Records supplied |
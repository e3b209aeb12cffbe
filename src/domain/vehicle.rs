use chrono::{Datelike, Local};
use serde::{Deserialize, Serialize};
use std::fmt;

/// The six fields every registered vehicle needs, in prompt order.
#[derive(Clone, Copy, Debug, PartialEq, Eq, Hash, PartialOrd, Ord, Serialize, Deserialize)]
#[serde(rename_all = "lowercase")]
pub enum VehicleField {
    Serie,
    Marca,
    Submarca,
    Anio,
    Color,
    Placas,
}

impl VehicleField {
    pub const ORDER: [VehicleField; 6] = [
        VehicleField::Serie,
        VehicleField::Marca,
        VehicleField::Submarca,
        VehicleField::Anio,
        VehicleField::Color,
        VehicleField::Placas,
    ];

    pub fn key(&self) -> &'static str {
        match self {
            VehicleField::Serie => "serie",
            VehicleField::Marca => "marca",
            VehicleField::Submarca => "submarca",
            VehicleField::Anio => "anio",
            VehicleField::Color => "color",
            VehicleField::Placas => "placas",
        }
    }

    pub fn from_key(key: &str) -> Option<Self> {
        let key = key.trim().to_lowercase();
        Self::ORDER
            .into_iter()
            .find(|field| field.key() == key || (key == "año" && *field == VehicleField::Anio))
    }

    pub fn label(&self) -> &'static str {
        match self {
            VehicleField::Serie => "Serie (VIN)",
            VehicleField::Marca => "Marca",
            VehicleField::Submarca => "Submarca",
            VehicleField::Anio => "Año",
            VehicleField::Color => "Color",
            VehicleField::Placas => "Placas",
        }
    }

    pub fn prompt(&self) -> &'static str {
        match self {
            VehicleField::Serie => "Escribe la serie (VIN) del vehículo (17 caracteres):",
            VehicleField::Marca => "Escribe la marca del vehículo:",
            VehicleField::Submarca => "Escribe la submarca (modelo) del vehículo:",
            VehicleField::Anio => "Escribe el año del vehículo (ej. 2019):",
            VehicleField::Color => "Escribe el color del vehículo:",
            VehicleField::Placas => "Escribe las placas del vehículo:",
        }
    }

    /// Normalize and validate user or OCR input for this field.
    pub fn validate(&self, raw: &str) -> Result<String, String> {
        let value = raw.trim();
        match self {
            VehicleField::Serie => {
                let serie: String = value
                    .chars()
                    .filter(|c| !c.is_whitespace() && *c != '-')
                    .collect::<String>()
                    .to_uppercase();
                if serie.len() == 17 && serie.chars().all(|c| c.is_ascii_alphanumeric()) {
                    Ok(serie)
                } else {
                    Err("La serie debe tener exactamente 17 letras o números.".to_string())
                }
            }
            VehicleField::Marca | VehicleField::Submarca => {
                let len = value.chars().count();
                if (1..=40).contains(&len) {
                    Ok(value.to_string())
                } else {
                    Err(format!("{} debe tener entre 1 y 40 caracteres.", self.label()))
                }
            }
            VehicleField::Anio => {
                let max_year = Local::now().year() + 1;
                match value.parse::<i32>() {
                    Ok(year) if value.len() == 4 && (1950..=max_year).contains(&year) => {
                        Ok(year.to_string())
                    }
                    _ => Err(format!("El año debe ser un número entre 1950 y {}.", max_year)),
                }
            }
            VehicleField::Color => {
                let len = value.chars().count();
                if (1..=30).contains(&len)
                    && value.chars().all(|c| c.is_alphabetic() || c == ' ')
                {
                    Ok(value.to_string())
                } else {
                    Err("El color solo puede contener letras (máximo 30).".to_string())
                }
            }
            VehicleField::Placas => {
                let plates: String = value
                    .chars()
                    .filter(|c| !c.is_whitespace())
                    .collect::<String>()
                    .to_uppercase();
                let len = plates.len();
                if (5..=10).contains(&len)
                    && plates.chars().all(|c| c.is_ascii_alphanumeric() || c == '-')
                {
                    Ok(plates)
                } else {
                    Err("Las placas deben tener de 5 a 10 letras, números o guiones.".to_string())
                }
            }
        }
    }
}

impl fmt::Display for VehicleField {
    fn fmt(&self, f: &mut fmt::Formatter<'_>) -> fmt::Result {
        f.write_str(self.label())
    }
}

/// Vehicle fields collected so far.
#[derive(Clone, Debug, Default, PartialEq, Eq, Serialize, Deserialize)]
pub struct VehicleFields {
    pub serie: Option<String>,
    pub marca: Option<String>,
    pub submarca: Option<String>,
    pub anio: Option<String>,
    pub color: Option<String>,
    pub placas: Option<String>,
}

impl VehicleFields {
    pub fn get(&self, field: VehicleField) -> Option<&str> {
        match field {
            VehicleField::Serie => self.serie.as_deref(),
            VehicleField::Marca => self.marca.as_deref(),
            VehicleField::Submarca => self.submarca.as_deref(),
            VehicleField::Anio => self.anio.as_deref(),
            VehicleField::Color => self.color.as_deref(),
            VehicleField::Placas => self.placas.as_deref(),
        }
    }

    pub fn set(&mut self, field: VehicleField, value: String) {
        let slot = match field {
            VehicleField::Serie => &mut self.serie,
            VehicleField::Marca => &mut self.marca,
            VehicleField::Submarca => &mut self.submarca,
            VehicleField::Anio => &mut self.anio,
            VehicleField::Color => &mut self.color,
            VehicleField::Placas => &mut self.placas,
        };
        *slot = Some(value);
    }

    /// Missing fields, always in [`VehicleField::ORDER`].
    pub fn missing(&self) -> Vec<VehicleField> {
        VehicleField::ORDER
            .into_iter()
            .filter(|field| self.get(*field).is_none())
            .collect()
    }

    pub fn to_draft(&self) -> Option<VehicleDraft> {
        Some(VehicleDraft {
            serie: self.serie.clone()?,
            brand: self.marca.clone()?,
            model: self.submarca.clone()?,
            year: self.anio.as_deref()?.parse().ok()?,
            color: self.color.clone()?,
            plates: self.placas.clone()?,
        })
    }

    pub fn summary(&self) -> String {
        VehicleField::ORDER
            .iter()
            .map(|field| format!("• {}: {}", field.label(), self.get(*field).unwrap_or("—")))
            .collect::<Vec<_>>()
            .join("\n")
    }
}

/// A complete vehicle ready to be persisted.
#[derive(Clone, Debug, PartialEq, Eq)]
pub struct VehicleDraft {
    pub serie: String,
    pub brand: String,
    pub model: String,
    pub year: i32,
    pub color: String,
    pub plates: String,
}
==
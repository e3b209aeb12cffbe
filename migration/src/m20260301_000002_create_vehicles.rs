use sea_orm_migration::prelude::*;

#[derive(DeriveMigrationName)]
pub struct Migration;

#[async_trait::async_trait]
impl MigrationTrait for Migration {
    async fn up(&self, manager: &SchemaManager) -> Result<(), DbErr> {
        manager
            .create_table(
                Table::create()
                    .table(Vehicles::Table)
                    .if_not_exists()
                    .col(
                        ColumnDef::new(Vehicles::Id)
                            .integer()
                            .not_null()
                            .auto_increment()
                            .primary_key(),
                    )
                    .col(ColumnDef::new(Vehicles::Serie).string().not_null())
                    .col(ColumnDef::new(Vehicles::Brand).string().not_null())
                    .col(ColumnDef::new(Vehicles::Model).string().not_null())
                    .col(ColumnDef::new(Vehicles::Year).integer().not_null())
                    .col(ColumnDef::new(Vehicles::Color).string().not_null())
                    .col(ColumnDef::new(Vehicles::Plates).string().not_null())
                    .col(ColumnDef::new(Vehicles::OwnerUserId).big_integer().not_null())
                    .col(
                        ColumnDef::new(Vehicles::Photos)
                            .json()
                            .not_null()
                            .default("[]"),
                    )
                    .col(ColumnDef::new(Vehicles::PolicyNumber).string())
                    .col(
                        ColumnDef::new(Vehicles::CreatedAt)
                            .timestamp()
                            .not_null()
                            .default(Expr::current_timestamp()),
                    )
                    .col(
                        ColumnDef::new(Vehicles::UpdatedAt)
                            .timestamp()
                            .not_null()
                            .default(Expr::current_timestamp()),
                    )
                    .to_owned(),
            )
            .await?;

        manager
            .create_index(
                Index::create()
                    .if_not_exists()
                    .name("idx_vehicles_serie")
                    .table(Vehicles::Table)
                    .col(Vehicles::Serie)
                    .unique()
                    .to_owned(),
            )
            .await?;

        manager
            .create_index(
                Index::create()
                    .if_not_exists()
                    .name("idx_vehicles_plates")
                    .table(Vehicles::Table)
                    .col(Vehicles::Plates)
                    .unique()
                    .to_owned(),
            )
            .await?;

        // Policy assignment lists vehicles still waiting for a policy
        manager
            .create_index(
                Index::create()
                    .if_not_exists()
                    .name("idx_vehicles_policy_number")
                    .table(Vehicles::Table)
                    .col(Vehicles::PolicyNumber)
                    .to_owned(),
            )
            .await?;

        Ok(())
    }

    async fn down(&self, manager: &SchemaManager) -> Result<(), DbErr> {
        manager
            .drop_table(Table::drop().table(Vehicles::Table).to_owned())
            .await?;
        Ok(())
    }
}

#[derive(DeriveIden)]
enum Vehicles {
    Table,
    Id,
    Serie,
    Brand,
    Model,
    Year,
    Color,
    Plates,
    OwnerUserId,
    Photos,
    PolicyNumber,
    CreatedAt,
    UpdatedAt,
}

Exercise description |
All lines in the records above that contain "PartialEq" are to be reported.

Result of the task |
#[derive(Clone, Copy, Debug, PartialEq, Eq, Hash, PartialOrd, Ord, Serialize, Deserialize)]
#[derive(Clone, Debug, Default, PartialEq, Eq, Serialize, Deserialize)]
#[derive(Clone, Debug, PartialEq, Eq)]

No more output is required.